Presto vs Spark With EMR Cluster

Amazon EMR is a managed cluster platform that simplifies running big data frameworks, such as Apache Hadoop and Apache Spark, solely on AWS.  An EMR cluster with Spark is very different to Presto:

  • EMR is a data store. Presto on the other hand stores no data – it is a distributed SQL query engine, a federation middle tier. Presto users can query data in EMR, and combine it with data from many other sources for which Presto connectors are provided such as RDBMSs, noSQL DBs, files, object stores, Elasticsearch, etc.
  • Spark is a general-purpose cluster-computing framework that can process data in EMR.  Spark core does not support SQL – for SQL support you install the Spark SQL module which adds structured data processing capabilities. Spark is not designed for interactive or ad hoc queries and is not designed for federating data from multiple sources ; for this Presto is a better choice.

There are some similarities: EMR, Spark and Presto share distributed and parallel architectures, and are all designed for dealing with big data.  And PrestoDB is included in Amazon EMR release version 5.0.0 and later. 

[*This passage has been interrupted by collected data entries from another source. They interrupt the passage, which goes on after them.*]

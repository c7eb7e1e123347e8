//! Storage module for persisting converted CSV archives
//!
//! This module handles the destination side of the pipeline:
//! - The `ArchiveStore` trait the orchestrator writes through
//! - Date-partitioned CSV files with atomic replacement
//! - Existence checks that make repeated runs idempotent

mod csv_store;
mod traits;

pub use csv_store::CsvFileStore;
pub use traits::{ArchiveStore, StorageError, StorageResult};

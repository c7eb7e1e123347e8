use crate::config::FetchConfig;
use std::time::Duration;

/// Exponential retry schedule
///
/// With the defaults (3 retries, 5s initial, 30s cap) an archive is requested
/// at most four times with 5s, 10s and 20s pauses in between.
#[derive(Debug, Clone, Copy, PartialEq, Eq)]
pub struct BackoffPolicy {
    initial: Duration,
    max: Duration,
    max_retries: u32,
}

impl BackoffPolicy {
    pub fn new(initial: Duration, max: Duration, max_retries: u32) -> Self {
        Self {
            initial,
            max,
            max_retries,
        }
    }

    pub fn from_config(config: &FetchConfig) -> Self {
        Self::new(
            config.initial_backoff(),
            config.max_backoff(),
            config.max_retries,
        )
    }

    /// Total number of attempts, the first one included
    pub fn max_attempts(&self) -> u32 {
        self.max_retries + 1
    }

    /// Delay before retry number `retry` (1-based)
    pub fn delay_for_retry(&self, retry: u32) -> Duration {
        let exponent = retry.saturating_sub(1).min(31);
        self.initial
            .checked_mul(1u32 << exponent)
            .map_or(self.max, |delay| delay.min(self.max))
    }
}

impl Default for BackoffPolicy {
    fn default() -> Self {
        Self::from_config(&FetchConfig::default())
    }
}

A typical EMR deployment pattern is to run Spark jobs on an EMR cluster for very large data I/O and transformation, data processing, and machine learning applications.  EMR offers easy provisioning, auto-scaling, fault tolerance, and as you’d expect it has good integration with the AWS ecosystem like S3, DynamoDB and Redshift. An EMR cluster may be configured as “long running” or a transient cluster that auto-terminates once the processing job(s) have completed.

EMR comes with some disadvantages:

  • EMR do not offer support for Presto – users must create their own Presto metastore, configure connectors, install and configure and tools they need. 
  • EMR can be complex – if you have a database requirement, then provisioning EMR, Spark and S3 and ensuring you use the right file formats, networking, roles and security, can take much, much longer than deploying a packaged MPP database solution like Redshift. 
  • When an EMR cluster terminates, all Amazon EC2 instances in the cluster terminate, and data in the instance store and EBS volumes is no longer available and not recoverable. This means you can’t stop an EMR cluster and retain data like you can with EC2 instances (even though EMR runs on EC2 instances under the covers). The data in EMR is ephemeral, and there’s no “snapshot” option (because EMR clusters use instance-store volumes).  The only workaround is to store all your  data in EMR to S3 before each shutdown, and then ingest it all back into EMR on start-up. Users must develop a strategy to manage and preserve their data by writing to Amazon S3 and manage the cost implications. 
  • On its own EMR doesn’t include any tools – no analytical tools, BI, Visualisation, SQL Lab or Notebooks. No Hbase or Flume. No hdfs access cli even. So you have to roll your own by doing the tool integrations yourself and deal with the configuration and debugging effort that entails. That can be a lot of work.
  • EMR has no UI to track jobs in real time like you can with Presto, Cloudera, Spark, and most other frameworks. Similarly EMR has no scheduler.
  • EMR has no interface for workbooks and code snippets in the cluster – this increases the complexity and time taken to develop, test and submit tasks, as all jobs have to go through a submitting process. 
  • EMR is unable to automatically replace unhealthy nodes.
  • The clue is in the name – EMR – it uses the MapReduce execution framework which is designed for large batch processing and not ad hoc, interactive processing such as analytical queries. 
  • Cost: EMR is usually more expensive than using EC2, installing Hadoop and running an always-on cluster. Persisting your EMR data in S3 adds to the cost.

When it comes to comparing an EMR cluster with Spark vs Presto technologies your choice ultimately boils down to the use cases you are trying to solve.